AES-GCM requires a unique nonce for every message, otherwise it
fails catastrophically by directly leaking the authentication key
and consequently provides no resistance to active attacks on 
confidentiality. 

AES-SIV is a drop in replacement for AES-GCM which significantly
mitigates the impact of repeated nonces. For a message pair with
repeated nonces the attacker only learns if the two plaintexts were
equal. There is no other loss of confidentiality or authenticity. This
is provably the minimum leakage possible in the event of a repeated
nonce. 

Handling nonces is a tricky part of any implementation and easy to get
wrong in the presence of state loss or concurrency.
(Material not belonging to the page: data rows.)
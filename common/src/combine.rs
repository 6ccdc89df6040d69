use std::collections::{HashMap, HashSet};

use chrono::{DateTime, Utc};
use log::{debug, warn};
use serde::{Deserialize, Serialize};

use crate::{
    asset::{AssetInfo, TokenAddress},
    transaction::{LedgerKey, Transaction},
};

/// An entry of the combined stream together with its unique ledger position.
#[derive(Clone, Debug, PartialEq, Eq, Serialize, Deserialize)]
pub struct CombinedTransaction {
    pub key: LedgerKey,
    pub transaction: Transaction,
}

impl std::ops::Deref for CombinedTransaction {
    type Target = Transaction;

    fn deref(&self) -> &Self::Target {
        &self.transaction
    }
}

/// Chronologically ordered, deduplicated transactions of the whole tracked set.
#[derive(Clone, Debug, Default, PartialEq, Eq, Serialize, Deserialize)]
pub struct CombinedTransactions {
    entries: Vec<CombinedTransaction>,
}

impl CombinedTransactions {
    /// Merges the normalized feeds of every tracked address.
    ///
    /// Fees become their own entries, zero amount principals are dropped and
    /// the same movement reported by several feeds is kept once. When feeds
    /// disagree on an asset's metadata the later observed one is applied to
    /// every entry of that asset.
    pub fn combine<I>(feeds: I, native: &AssetInfo) -> Self
    where
        I: IntoIterator<Item = Vec<Transaction>>,
    {
        let mut metadata = HashMap::<TokenAddress, AssetInfo>::new();
        let mut seen = HashSet::new();
        let mut transactions = Vec::new();

        for transaction in feeds.into_iter().flatten() {
            let fee = transaction.fee_entry(native);

            for entry in std::iter::once(transaction).chain(fee) {
                if let Some(previous) = metadata.get(&entry.asset.token) {
                    if previous.metadata_differs(&entry.asset) {
                        warn!(
                            "metadata for {} changed from {} {}/{} to {} {}/{}",
                            entry.asset.token,
                            previous.symbol,
                            previous.name,
                            previous.decimals,
                            entry.asset.symbol,
                            entry.asset.name,
                            entry.asset.decimals
                        );
                    }
                }
                metadata.insert(entry.asset.token, entry.asset.clone());

                if entry.amount.is_zero() {
                    continue;
                }

                if seen.insert(entry.content_key()) {
                    transactions.push(entry);
                } else {
                    debug!("dropping duplicate {:?} of {}", entry.kind, entry.hash);
                }
            }
        }

        for transaction in transactions.iter_mut() {
            if let Some(asset) = metadata.get(&transaction.asset.token) {
                transaction.asset = asset.clone();
            }
        }

        transactions.sort_by_key(|t| {
            (
                t.millis(),
                t.hash,
                t.is_fee(),
                t.log_index,
                t.asset.token,
                t.direction,
                t.account,
                t.counterparty,
                t.amount,
            )
        });

        let mut entries = Vec::with_capacity(transactions.len());
        let mut previous: Option<LedgerKey> = None;
        for transaction in transactions {
            let millis = transaction.millis();
            let key = match previous {
                Some(prev) if prev.millis == millis => LedgerKey::new(millis, prev.seq + 1),
                _ => LedgerKey::start_of(millis),
            };
            previous = Some(key);
            entries.push(CombinedTransaction { key, transaction });
        }

        Self { entries }
    }

    pub fn entries(&self) -> &[CombinedTransaction] {
        &self.entries
    }

    pub fn iter(&self) -> std::slice::Iter<'_, CombinedTransaction> {
        self.entries.iter()
    }

    pub fn len(&self) -> usize {
        self.entries.len()
    }

    pub fn is_empty(&self) -> bool {
        self.entries.is_empty()
    }

    /// Entries with `start <= date <= end`, compared at millisecond precision.
    pub fn within_date_range(
        &self,
        start: DateTime<Utc>,
        end: DateTime<Utc>,
    ) -> &[CombinedTransaction] {
        let (start, end) = (start.timestamp_millis(), end.timestamp_millis());
        let lo = self.entries.partition_point(|e| e.key.millis < start);
        let hi = self.entries.partition_point(|e| e.key.millis <= end);
        if lo >= hi {
            return &[];
        }
        &self.entries[lo..hi]
    }
}

impl<'a> IntoIterator for &'a CombinedTransactions {
    type Item = &'a CombinedTransaction;
    type IntoIter = std::slice::Iter<'a, CombinedTransaction>;

    fn into_iter(self) -> Self::IntoIter {
        self.entries.iter()
    }
}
Failures
in nonce generation are both catastrophic and subtle. Richard Barnes
has already improved the specification by moving from explicit to
implicit nonces which can aid the discovery of faulty implementations.
However, implicit nonces are not a silver bullet and recent papers have
uncovered serious nonce reuse issues in both TLS [1] and WPA [2]. 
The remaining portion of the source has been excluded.